Data to process Start Marker
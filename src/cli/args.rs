//! CLI argument definitions using clap.

use std::path::PathBuf;

use clap::Parser;

/// Find user-facing strings in HTML templates that are not wrapped in an
/// i18n call.
#[derive(Debug, Parser)]
#[command(author, version, about, long_about = None)]
pub struct Arguments {
    /// Template files to check (default: every *.html under the default directories)
    pub files: Vec<PathBuf>,

    /// Also check files on the exclusion list instead of skipping them
    #[arg(long = "no-skip-excluded", action = clap::ArgAction::SetFalse)]
    pub skip_excluded: bool,

    /// Config file path (default: .i18n-detect.json in this or a parent directory)
    #[arg(long, env = "I18N_DETECT_CONFIG")]
    pub config: Option<PathBuf>,

    /// Write a default .i18n-detect.json to the current directory and exit
    #[arg(long, conflicts_with_all = ["files", "config"])]
    pub init: bool,

    /// Enable verbose output
    #[arg(short, long)]
    pub verbose: bool,
}
//! User-facing attribute values: `title`, `placeholder` and `alt`.

use super::RuleMatch;
use crate::core::{
    patterns::PATTERNS,
    tags::{OpeningTag, opening_tags},
};

/// A quoted literal value that is not a translation call, an escaped
/// literal, or made only of punctuation, variables and URLs. The tag must be
/// closed later on the line.
pub fn missing(line: &str) -> Option<RuleMatch> {
    opening_tags(line).find_map(|tag| {
        attribute_values(tag).find_map(|value| {
            let quote = line[value..].chars().next()?;
            let ignore = PATTERNS.quoted_ignore(quote)?;
            let content = value + quote.len_utf8();
            let rest = &line[content..];
            (!ignore.is_match(rest) && rest.contains('>')).then_some(RuleMatch {
                start: tag.start,
                content,
            })
        })
    })
}

/// A value written with the `$("...")` bypass idiom.
pub fn bypassed(line: &str) -> Option<RuleMatch> {
    opening_tags(line).find_map(|tag| {
        attribute_values(tag)
            .find(|&value| PATTERNS.bypass.is_match(&line[value..]))
            .map(|content| RuleMatch {
                start: tag.start,
                content,
            })
    })
}

/// Byte offsets right after each `title=`, `placeholder=` or `alt=` inside
/// the tag.
fn attribute_values(tag: OpeningTag<'_>) -> impl Iterator<Item = usize> + '_ {
    let (offset, region) = tag.attribute_region();
    PATTERNS
        .attribute
        .find_iter(region)
        .map(move |m| offset + m.end())
}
Data to process End Marker
Filter the records above down to the lines containing "title".

§ Exercise solution
//! User-facing attribute values: `title`, `placeholder` and `alt`.
/// Byte offsets right after each `title=`, `placeholder=` or `alt=` inside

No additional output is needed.